___ RECORDED INFORMATION ___

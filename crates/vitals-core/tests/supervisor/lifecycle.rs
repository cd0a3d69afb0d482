pub mod lifecycle {
    //! 生命周期语义：一次性启动、幂等停机、运行期注册。
    //!
    //! # 合同与边界（What）
    //! - 同一监督者 `run` 至多成功一次，停止后同样拒绝再启动；
    //! - `stop` 幂等，且在启动前调用是空操作；
    //! - 循环运行期间的注册与进行中的拍串行化，于下一拍生效。

    use std::sync::Arc;
    use std::sync::atomic::{AtomicUsize, Ordering};
    use std::time::Duration;

    use tokio::time::sleep;
    use vitals_core::{Mutation, SampleContext, Supervisor, codes, probe_fn};

    #[tokio::test(start_paused = true)]
    async fn run_succeeds_at_most_once_per_supervisor() {
        let supervisor = Supervisor::builder("gateway").build();

        supervisor.run().expect("首次启动应成功");
        let err = supervisor.run().expect_err("运行中重复启动应被拒绝");
        assert_eq!(err.code(), codes::SUPERVISOR_ALREADY_STARTED, "应返回稳定错误码");
        assert_eq!(
            err.to_string(),
            "supervisor `gateway` already started",
            "文案应点名监督者"
        );

        supervisor.stop();
        assert!(supervisor.run().is_err(), "已停止的实例需要新实例才能再次采样");
    }

    #[tokio::test(start_paused = true)]
    async fn stop_is_idempotent_and_safe_before_run() {
        let supervisor = Supervisor::builder("gateway").build();

        // 启动前的停机是空操作，不得把实例带入“已取消”状态。
        supervisor.stop();
        supervisor.run().expect("先停后启中的启动应成功");

        supervisor.stop();
        supervisor.stop();
    }

    #[tokio::test(start_paused = true)]
    async fn stopping_halts_future_ticks() {
        let ticks = Arc::new(AtomicUsize::new(0));
        let hits = ticks.clone();
        let supervisor = Supervisor::builder("gateway")
            .sampling_interval(Duration::from_secs(1))
            .build();
        supervisor
            .add_probe(
                "pulse",
                Duration::ZERO,
                probe_fn(move |_: &SampleContext, _: &mut Mutation| {
                    hits.fetch_add(1, Ordering::SeqCst);
                }),
            )
            .await;

        supervisor.run().expect("启动采样循环");
        sleep(Duration::from_millis(1100)).await;
        assert_eq!(ticks.load(Ordering::SeqCst), 1, "停机前应完成一拍");

        supervisor.stop();
        sleep(Duration::from_secs(5)).await;
        assert_eq!(ticks.load(Ordering::SeqCst), 1, "停机后不得再有采样拍");
    }

    #[tokio::test(start_paused = true)]
    async fn probes_registered_while_running_join_the_next_tick() {
        let supervisor = Supervisor::builder("gateway")
            .sampling_interval(Duration::from_secs(1))
            .build();
        supervisor.run().expect("启动采样循环");

        sleep(Duration::from_millis(500)).await;
        supervisor
            .add_probe(
                "temp",
                Duration::ZERO,
                probe_fn(|_: &SampleContext, mutation: &mut Mutation| {
                    mutation.set("temp", 42);
                }),
            )
            .await;

        sleep(Duration::from_millis(600)).await;
        assert_eq!(
            supervisor.state().integer("temp").unwrap(),
            42,
            "运行期注册的探针应从下一拍开始采样"
        );
        supervisor.stop();
    }
}
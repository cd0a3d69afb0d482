//! 网关体征控制台：在本机跑一个完整的采样循环，并经 HTTP 暴露状态快照。
//!
//! # 使用方法
//! ```bash
//! RUST_LOG=info cargo run --bin gateway_console
//! curl http://127.0.0.1:8080/state | jq
//! ```
//! - 进程每秒采样一批合成指标（活跃连接数、队列水位、证书剩余天数）；
//! - 队列水位越过 80 时 `queue.depth` 告警点亮，回落后自动熄灭；
//! - `Ctrl-C` 触发停机：先关闭 HTTP 服务，再停掉采样循环。
//!
//! # 设计要点（Why）
//! - 探针全部产出进程内合成数据，演示不依赖任何外部采集源；
//! - 落盘后端以日志行代替真实时序库，每拍打印一条移交记录；
//! - HTTP 适配层与采样循环共享同一个 `State` 句柄，读取不阻塞采样。

use std::collections::BTreeMap;
use std::time::Duration;

use tokio::net::TcpListener;
use tokio::signal;
use tracing::info;
use tracing_subscriber::EnvFilter;
use vitals_core::{
    Alert, MetricValue, Mutation, PersistenceSink, SampleContext, SinkError, State, Supervisor,
    async_trait, probe_fn,
};

/// 以结构化日志代替真实时序库写出的演示后端。
struct LogSink;

#[async_trait]
impl PersistenceSink for LogSink {
    async fn save(
        &self,
        bucket: &str,
        name: &str,
        fields: &BTreeMap<String, MetricValue>,
        _tags: &BTreeMap<String, String>,
    ) -> Result<(), SinkError> {
        info!(bucket, name, fields = fields.len(), "移交状态快照");
        Ok(())
    }
}

#[tokio::main]
async fn main() {
    if let Err(error) = run().await {
        eprintln!("网关控制台退出: {error}");
        std::process::exit(1);
    }
}

async fn run() -> Result<(), Box<dyn std::error::Error>> {
    let env_filter = EnvFilter::try_from_default_env().unwrap_or_else(|_| EnvFilter::new("info"));
    tracing_subscriber::fmt().with_env_filter(env_filter).init();

    let supervisor = Supervisor::builder("gateway")
        .sampling_interval(Duration::from_secs(1))
        .sink(LogSink)
        .build();

    // 合成指标：连接数走锯齿波，队列水位周期性越过告警阈值。
    let mut round: i64 = 0;
    supervisor
        .add_probe(
            "traffic",
            Duration::ZERO,
            probe_fn(move |_: &SampleContext, mutation: &mut Mutation| {
                round += 1;
                mutation.set("connections.active", 120 + round % 40);
                mutation.set("queue.depth", (round * 17) % 100);
            }),
        )
        .await;
    supervisor
        .add_probe(
            "cert",
            Duration::from_secs(3600),
            probe_fn(|_: &SampleContext, mutation: &mut Mutation| {
                mutation.set("cert.days_left", 42);
            }),
        )
        .await;
    supervisor
        .add_alert(
            "queue.depth",
            Alert::new("queue depth above 80", |current: Option<&MetricValue>| {
                matches!(current, Some(MetricValue::Integer(depth)) if *depth > 80)
            }),
        )
        .await;
    supervisor
        .add_listener(|state: &State| {
            info!(
                connections = state.integer("connections.active").unwrap_or_default(),
                queue_alert = ?state.alert_firing("queue.depth"),
                "状态发生变更"
            );
        })
        .await;

    supervisor.run()?;

    let app = vitals_http::router(&supervisor.state());
    let listener = TcpListener::bind("127.0.0.1:8080").await?;
    info!(addr = %listener.local_addr()?, "状态快照服务已就绪");
    axum::serve(listener, app)
        .with_graceful_shutdown(async {
            let _ = signal::ctrl_c().await;
        })
        .await?;

    supervisor.stop();
    info!("采样循环已停机");
    Ok(())
}
//! Problem corpus: a read-only view over the problem set.
//!
//! The corpus is loaded once and shared by reference (`Arc<dyn ProblemCorpus>`)
//! across every session; nothing in the engine mutates it, so no locking is
//! needed.

use std::collections::{BTreeSet, HashMap};
use std::path::Path;

use serde::{Deserialize, Serialize};

use crate::error::CorpusError;
use crate::problem::{Difficulty, Problem, ProblemId};

/// Distinct values available for filtering the corpus.
#[derive(Debug, Clone, Default, PartialEq, Eq, Serialize, Deserialize)]
pub struct FilterOptions {
    pub difficulties: Vec<Difficulty>,
    pub topics: Vec<String>,
}

/// Read-only access to the problem set.
pub trait ProblemCorpus: Send + Sync {
    /// All problems, in corpus order. Order is stable for the corpus lifetime.
    fn problems(&self) -> &[Problem];

    /// Look up a problem by ID.
    fn get(&self, id: ProblemId) -> Option<&Problem> {
        self.problems().iter().find(|p| p.id == id)
    }

    fn len(&self) -> usize {
        self.problems().len()
    }

    fn is_empty(&self) -> bool {
        self.problems().is_empty()
    }

    /// Sorted, de-duplicated difficulties and topics present in the corpus.
    fn filter_options(&self) -> FilterOptions {
        let mut difficulties = BTreeSet::new();
        let mut topics = BTreeSet::new();
        for problem in self.problems() {
            difficulties.insert(problem.difficulty);
            topics.extend(problem.topics.iter().cloned());
        }
        FilterOptions {
            difficulties: difficulties.into_iter().collect(),
            topics: topics.into_iter().collect(),
        }
    }
}

/// A corpus held entirely in memory with an ID index.
#[derive(Debug, Clone, Default)]
pub struct InMemoryCorpus {
    problems: Vec<Problem>,
    index: HashMap<ProblemId, usize>,
}

impl InMemoryCorpus {
    /// Build a corpus from problems. Duplicate IDs are rejected.
    pub fn new(problems: Vec<Problem>) -> std::result::Result<Self, CorpusError> {
        let mut index = HashMap::with_capacity(problems.len());
        for (pos, problem) in problems.iter().enumerate() {
            if index.insert(problem.id, pos).is_some() {
                return Err(CorpusError::Parse(format!(
                    "duplicate problem id {}",
                    problem.id
                )));
            }
        }
        Ok(Self { problems, index })
    }

    /// Parse a JSON array of problems.
    ///
    /// Accepts `description` or `content` for the statement, and `topics`
    /// as either a list or a comma-separated string (`problem_types`).
    /// Problems without an `id` are numbered by position, starting at 1.
    pub fn from_json_str(json: &str) -> std::result::Result<Self, CorpusError> {
        let raw: Vec<RawProblem> =
            serde_json::from_str(json).map_err(|e| CorpusError::Parse(e.to_string()))?;

        let problems = raw
            .into_iter()
            .enumerate()
            .map(|(pos, r)| r.into_problem(pos as u64 + 1))
            .collect();

        Self::new(problems)
    }

    /// Load a corpus from a JSON file on disk.
    pub fn from_json_file(path: impl AsRef<Path>) -> std::result::Result<Self, CorpusError> {
        let path = path.as_ref();
        let content = std::fs::read_to_string(path)
            .map_err(|e| CorpusError::Load(format!("{}: {e}", path.display())))?;
        let corpus = Self::from_json_str(&content)?;
        tracing::info!(path = %path.display(), problems = corpus.len(), "Loaded problem corpus");
        Ok(corpus)
    }
}

impl ProblemCorpus for InMemoryCorpus {
    fn problems(&self) -> &[Problem] {
        &self.problems
    }

    fn get(&self, id: ProblemId) -> Option<&Problem> {
        self.index.get(&id).and_then(|&pos| self.problems.get(pos))
    }
}

// ── Wire format ───────────────────────────────────────────────────────────

#[derive(Deserialize)]
struct RawProblem {
    #[serde(default)]
    id: Option<u64>,
    title: String,
    #[serde(default, alias = "content")]
    description: String,
    #[serde(default)]
    difficulty: Option<String>,
    #[serde(default, alias = "problem_types", alias = "tags")]
    topics: Option<TopicList>,
}

#[derive(Deserialize)]
#[serde(untagged)]
enum TopicList {
    List(Vec<String>),
    Joined(String),
}

impl RawProblem {
    fn into_problem(self, fallback_id: u64) -> Problem {
        let topics = match self.topics {
            Some(TopicList::List(list)) => list,
            Some(TopicList::Joined(joined)) => joined.split(',').map(str::to_string).collect(),
            None => Vec::new(),
        };

        Problem {
            id: ProblemId(self.id.unwrap_or(fallback_id)),
            title: self.title.trim().to_string(),
            description: self.description,
            difficulty: self
                .difficulty
                .as_deref()
                .map(Difficulty::parse)
                .unwrap_or_default(),
            topics: topics
                .into_iter()
                .map(|t| t.trim().to_string())
                .filter(|t| !t.is_empty())
                .collect(),
        }
    }
}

___

--- WORK ITEM ---
Above are the records. Copy the lines beginning at the one that has "pub struct FilterOptions" and ending with the one that has "pub fn new(problems: Vec<Problem>)", unchanged.

--- SOLUTION TO THIS EXERCISE ---
pub struct FilterOptions {
    pub difficulties: Vec<Difficulty>,
    pub topics: Vec<String>,
}

/// Read-only access to the problem set.
pub trait ProblemCorpus: Send + Sync {
    /// All problems, in corpus order. Order is stable for the corpus lifetime.
    fn problems(&self) -> &[Problem];

    /// Look up a problem by ID.
    fn get(&self, id: ProblemId) -> Option<&Problem> {
        self.problems().iter().find(|p| p.id == id)
    }

    fn len(&self) -> usize {
        self.problems().len()
    }

    fn is_empty(&self) -> bool {
        self.problems().is_empty()
    }

    /// Sorted, de-duplicated difficulties and topics present in the corpus.
    fn filter_options(&self) -> FilterOptions {
        let mut difficulties = BTreeSet::new();
        let mut topics = BTreeSet::new();
        for problem in self.problems() {
            difficulties.insert(problem.difficulty);
            topics.extend(problem.topics.iter().cloned());
        }
        FilterOptions {
            difficulties: difficulties.into_iter().collect(),
            topics: topics.into_iter().collect(),
        }
    }
}

/// A corpus held entirely in memory with an ID index.
#[derive(Debug, Clone, Default)]
pub struct InMemoryCorpus {
    problems: Vec<Problem>,
    index: HashMap<ProblemId, usize>,
}

impl InMemoryCorpus {
    /// Build a corpus from problems. Duplicate IDs are rejected.
    pub fn new(problems: Vec<Problem>) -> std::result::Result<Self, CorpusError> {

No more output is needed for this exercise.